Over the last few weeks, we’ve written about the dominant run from the starting rotation and the increased willingness from Aaron Boone to therefore let them go deep in games. Today, I wanted to see if I could figure how and why they’ve been able to make it into the later innings. Is there some formula that can lead to sustained effective outings from the staff?
For at least the last few years, we’ve been told that starting pitchers should not face an opposing lineup for a third time. This third time through penalty truly entered the national consciousness when Rays manager Kevin Cash pulled Blake Snell from Game 6 of the 2020 World Series on only 73 pitches after he had made mincemeat of the Dodgers lineup to the through of 5.1 innings.
It is supposedly anathema to let the opposition face your starter for a third time for two main reasons: increased familiarity having seen his pitches twice and the fatigue factor. The more pitches a hitters sees, the more likely they are to pick up on pitch usage patterns, pitch movement, etc. And the more tired a starter gets, the more their velocity, spin, movement, and command suffer. The data broadly back up this assumption — over the last five years, starters have a 5.61 ERA and allow a .788 OPS when facing a lineup for the third time vs. a 4.02 ERA and .735 OPS against the first and second times through an order.
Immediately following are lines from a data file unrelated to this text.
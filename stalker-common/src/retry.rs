//! The retry envelope every vendor call runs inside.
//!
//! The envelope owns the error interpretation the call sites used to
//! repeat: 404 depends on what absence means to the caller, a 429 is
//! either the service being crowded (wait it out, uncounted) or proof our
//! ledger accounting is wrong (fatal), and anything else gets a bounded
//! number of short-backoff retries.

use std::future::Future;
use std::time::Duration;

use http::StatusCode;
use tracing::{error, warn};

use crate::error::{ApiError, GatherError};

/// Backoff when the vendor returns a 429 with no rate-limit-type header.
const SERVICE_BACKOFF: Duration = Duration::from_secs(5);
/// Backoff between counted transient retries.
const TRANSIENT_BACKOFF: Duration = Duration::from_secs(2);
/// Poll cadence while a match result is not available yet.
pub const IN_PROGRESS_POLL: Duration = Duration::from_secs(300);

/// What a 404 means to the caller.
#[derive(Debug, Clone, Copy, PartialEq, Eq)]
pub enum NotFoundAction {
    /// 404 is unexpected; bubble it up.
    Propagate,
    /// Absence is data (no active match, no matches in a time slice).
    ReturnNone,
    /// Absence means "not finished yet"; sleep and poll again, uncounted.
    WaitAndRetry(Duration),
}

#[derive(Debug, Clone, Copy)]
pub struct RetryEnvelope {
    not_found: NotFoundAction,
    retries: u32,
}

impl RetryEnvelope {
    /// For data the caller cannot continue without; 404 propagates.
    pub fn required(retries: u32) -> Self {
        Self {
            not_found: NotFoundAction::Propagate,
            retries,
        }
    }

    /// For lookups where a 404 simply means there is nothing there.
    pub fn absence_is_empty(retries: u32) -> Self {
        Self {
            not_found: NotFoundAction::ReturnNone,
            retries,
        }
    }

    /// For polling a result that will exist once the match ends.
    pub fn poll_until_present(retries: u32) -> Self {
        Self {
            not_found: NotFoundAction::WaitAndRetry(IN_PROGRESS_POLL),
            retries,
        }
    }

    /// Run `op` until it succeeds, a 404 resolves per policy, a fatal
    /// error surfaces, or the transient budget runs out.
    pub async fn run<T, F, Fut>(&self, mut op: F) -> Result<Option<T>, GatherError>
    where
        F: FnMut() -> Fut,
        Fut: Future<Output = Result<T, GatherError>>,
    {
        let attempts_permitted = 1 + self.retries;
        let mut transient_failures = 0;
        loop {
            let outcome = op().await;
            let api_error = match outcome {
                Ok(value) => return Ok(Some(value)),
                Err(GatherError::Api(api_error)) => api_error,
                // Config, ledger and database failures are not the
                // vendor's; no amount of retrying fixes them here.
                Err(other) => return Err(other),
            };

            match api_error.status() {
                Some(StatusCode::NOT_FOUND) => match self.not_found {
                    NotFoundAction::Propagate => return Err(api_error.into()),
                    NotFoundAction::ReturnNone => return Ok(None),
                    NotFoundAction::WaitAndRetry(pause) => {
                        tokio::time::sleep(pause).await;
                        continue;
                    }
                },
                Some(StatusCode::TOO_MANY_REQUESTS) => {
                    match api_error.rate_limit_type() {
                        // Crowded service with an unknown limit mechanism:
                        // back off without spending a retry.
                        None => tokio::time::sleep(SERVICE_BACKOFF).await,
                        Some("service") => {
                            let pause = api_error
                                .retry_after_seconds()
                                .map(Duration::from_secs)
                                .unwrap_or(SERVICE_BACKOFF);
                            tokio::time::sleep(pause).await;
                        }
                        Some(kind) => {
                            error!("received a {} 429, local quota accounting must be wrong", kind);
                            return Err(GatherError::ApplicationRateLimit {
                                kind: kind.to_owned(),
                            });
                        }
                    }
                    continue;
                }
                _ => {
                    transient_failures += 1;
                    if transient_failures >= attempts_permitted {
                        return Err(api_error.into());
                    }
                    warn!(
                        "vendor request failed ({}), retry {}/{} shortly",
                        api_error, transient_failures, self.retries
                    );
                    tokio::time::sleep(TRANSIENT_BACKOFF).await;
                }
            }
        }
    }
}

#[cfg(test)]
mod tests {
    use super::*;
    use http::HeaderMap;
    use std::sync::atomic::{AtomicU32, Ordering};

    fn status_error(status: StatusCode, headers: HeaderMap) -> GatherError {
        GatherError::Api(ApiError::Status {
            status,
            headers,
            body: String::new(),
            uri: "https://example.invalid".to_string(),
        })
    }

    fn limit_headers(kind: Option<&str>, retry_after: Option<&str>) -> HeaderMap {
        let mut headers = HeaderMap::new();
        if let Some(kind) = kind {
            headers.insert("X-Rate-Limit-Type", kind.parse().unwrap());
        }
        if let Some(seconds) = retry_after {
            headers.insert(http::header::RETRY_AFTER, seconds.parse().unwrap());
        }
        headers
    }

    #[tokio::test]
    async fn success_passes_through() {
        let result = RetryEnvelope::required(2)
            .run(|| async { Ok::<_, GatherError>(7) })
            .await
            .unwrap();
        assert_eq!(result, Some(7));
    }

    #[tokio::test]
    async fn not_found_can_mean_empty() {
        let result = RetryEnvelope::absence_is_empty(2)
            .run(|| async {
                Err::<u32, _>(status_error(StatusCode::NOT_FOUND, HeaderMap::new()))
            })
            .await
            .unwrap();
        assert_eq!(result, None);
    }

    #[tokio::test]
    async fn not_found_can_propagate() {
        let err = RetryEnvelope::required(2)
            .run(|| async {
                Err::<u32, _>(status_error(StatusCode::NOT_FOUND, HeaderMap::new()))
            })
            .await
            .unwrap_err();
        assert!(matches!(err, GatherError::Api(_)));
    }

    #[tokio::test(start_paused = true)]
    async fn not_found_can_poll() {
        let calls = AtomicU32::new(0);
        let result = RetryEnvelope::poll_until_present(0)
            .run(|| {
                let attempt = calls.fetch_add(1, Ordering::SeqCst);
                async move {
                    if attempt < 3 {
                        Err(status_error(StatusCode::NOT_FOUND, HeaderMap::new()))
                    } else {
                        Ok(9)
                    }
                }
            })
            .await
            .unwrap();
        assert_eq!(result, Some(9));
        assert_eq!(calls.load(Ordering::SeqCst), 4);
    }

    #[tokio::test]
    async fn application_429_is_fatal() {
        let err = RetryEnvelope::required(5)
            .run(|| async {
                Err::<u32, _>(status_error(
                    StatusCode::TOO_MANY_REQUESTS,
                    limit_headers(Some("application"), None),
                ))
            })
            .await
            .unwrap_err();
        assert!(matches!(err, GatherError::ApplicationRateLimit { ref kind } if kind == "application"));
        assert!(err.is_fatal());
    }

    #[tokio::test]
    async fn method_429_is_fatal() {
        let err = RetryEnvelope::required(5)
            .run(|| async {
                Err::<u32, _>(status_error(
                    StatusCode::TOO_MANY_REQUESTS,
                    limit_headers(Some("method"), None),
                ))
            })
            .await
            .unwrap_err();
        assert!(matches!(err, GatherError::ApplicationRateLimit { .. }));
    }

    #[tokio::test(start_paused = true)]
    async fn service_429_does_not_consume_retries() {
        let calls = AtomicU32::new(0);
        let result = RetryEnvelope::required(0)
            .run(|| {
                let attempt = calls.fetch_add(1, Ordering::SeqCst);
                async move {
                    if attempt < 2 {
                        Err(status_error(
                            StatusCode::TOO_MANY_REQUESTS,
                            limit_headers(Some("service"), Some("30")),
                        ))
                    } else {
                        Ok(1)
                    }
                }
            })
            .await
            .unwrap();
        assert_eq!(result, Some(1));
    }

    #[tokio::test(start_paused = true)]
    async fn untyped_429_does_not_consume_retries() {
        let calls = AtomicU32::new(0);
        let result = RetryEnvelope::required(0)
            .run(|| {
                let attempt = calls.fetch_add(1, Ordering::SeqCst);
                async move {
                    if attempt < 1 {
                        Err(status_error(StatusCode::TOO_MANY_REQUESTS, HeaderMap::new()))
                    } else {
                        Ok(1)
                    }
                }
            })
            .await
            .unwrap();
        assert_eq!(result, Some(1));
    }

    #[tokio::test(start_paused = true)]
    async fn transient_errors_exhaust_the_budget() {
        let calls = AtomicU32::new(0);
        let err = RetryEnvelope::required(2)
            .run(|| {
                calls.fetch_add(1, Ordering::SeqCst);
                async {
                    Err::<u32, _>(status_error(
                        StatusCode::INTERNAL_SERVER_ERROR,
                        HeaderMap::new(),
                    ))
                }
            })
            .await
            .unwrap_err();
        assert!(matches!(err, GatherError::Api(_)));
        assert_eq!(calls.load(Ordering::SeqCst), 3);
    }

    #[tokio::test(start_paused = true)]
    async fn transient_then_success() {
        let calls = AtomicU32::new(0);
        let result = RetryEnvelope::required(2)
            .run(|| {
                let attempt = calls.fetch_add(1, Ordering::SeqCst);
                async move {
                    if attempt < 1 {
                        Err(status_error(StatusCode::BAD_GATEWAY, HeaderMap::new()))
                    } else {
                        Ok(3)
                    }
                }
            })
            .await
            .unwrap();
        assert_eq!(result, Some(3));
    }

    #[tokio::test]
    async fn database_errors_are_not_retried() {
        let calls = AtomicU32::new(0);
        let err = RetryEnvelope::required(5)
            .run(|| {
                calls.fetch_add(1, Ordering::SeqCst);
                async { Err::<u32, _>(GatherError::Database(sqlx::Error::PoolClosed)) }
            })
            .await
            .unwrap_err();
        assert!(matches!(err, GatherError::Database(_)));
        assert_eq!(calls.load(Ordering::SeqCst), 1);
    }
}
However, the Yankees starters seem to be bucking this trend. Indeed, Esteban found that some Yankees starters actually improve when facing a lineup for a third time. He also found that the fatigue factor is not as drastic as you’d expect, with Yankees starters managing to maintain velocity beyond the 85-pitch mark.
Starting with Jordan Montgomery’s 5/24 start against the Tigers, Yankees starters pitched at least six innings while allowing more than two runs just once for two full turns through the rotation. Speaking on David Cone’s Toeing the Slab podcast, Yankees pitching coach Matt Blake pointed to a confluence of factors that created a perfect storm that enabled this run.
He started by acknowledging that the Yankees have five talented starters with deep arsenals and premium stuff. He then cited pitch efficiency keeping pitch counts in check, holding a pitch back to give a different look the third time through, and game leverage being in the Yankees’ favor. And of course, he concluded by reminding that the trend of going deeper into game was at least partly borne out of necessity with guys like Aroldis Chapman, Jonathan Loáisiga, and Chad Green on the IL.
Let’s pick this apart one by one to evaluate the merits of his explanation. He’s certainly correct in saying the rotation is packed top to bottom with elite pitchers. Every member sits near the top of various leaderboards, whether it be pitch velocity, spin rate, pitch movement, strikeout rate, walk rate, chase rate, whiff rate, etc.
Moving on to pitch efficiency, it again appears that Blake’s onto something. Through the first week of June, the Yankees have the lowest walk rate of any team in baseball, meaning their starters aren’t extending innings. They also sit third in strike rate (65.8 percent) and first pitch strike rate (63 percent), and are among the league leaders in fewest pitches per plate appearance. They’re getting ahead of hitters early, continuing to pound the zone, and are retiring those hitters in an efficient manner, all of which reduce the amount of pitches it takes to get to the later innings.
Blake made a point of singling out the cutter as a one of the main drivers of this increased pitch efficiency. The starters have recognized how effective the pitch is at generating groundballs — each of the five’s cutters induces groundballs at a 40 percent or higher clip. They realize they don’t have to chase the strikeout — which can lead to elevated pitch counts as batter take chase pitches or foul others off — and can instead induce a quick, easy groundout early in the count.
Beyond just groundball rate, the Yankees staff collectively throws one of the best cutters in the game — fourth-best in exit velocity (85.3 mph) and sixth-best in xwOBA against (.286). That brings me to the next point, which is the utility of a deep arsenal. Gerrit Cole, Luis Severino, Jameson Taillon, and Jordan Montgomery each have four pitches which they throw at least seven percent of the time, while Nestor Cortes tends to rely on a three-pitch mix. Having this many weapons at their disposal allows them to save a pitch for the later innings, preventing a batter from keying in on a certain pitch in a given count and to a given location.
Finally, we come to Blake’s final point about game leverage. Starting with Montgomery’s 5/24 start against the Orioles through Severino’s 6/4 start against the Tigers, the Yankees carried at least a two-run lead into the seventh inning of seven of those ten games. They had at least a six run lead in three of those seven contests. Thus we have the perfect recipe for deep outings: elite pitchers with deep arsenals being pitch efficient and pitching with the lead.
Having written all this, the entire topic might’ve just been mooted by the collective egg laid by the three Yankees starters against Minnesota. Cole, Cortes, and Taillon combined to surrender 15 runs in 10.2 innings. However, that’s more a symptom of the trio just not having it on their given nights — Taillon and Cortes struggled to put guys away with two strikes while Cole decided he’d just hoof his pitches down Broadway to a dangerous Twins lineup. If the team follows the instructions laid out by their pitching coach, I have no doubt they will get back to being a late-game force.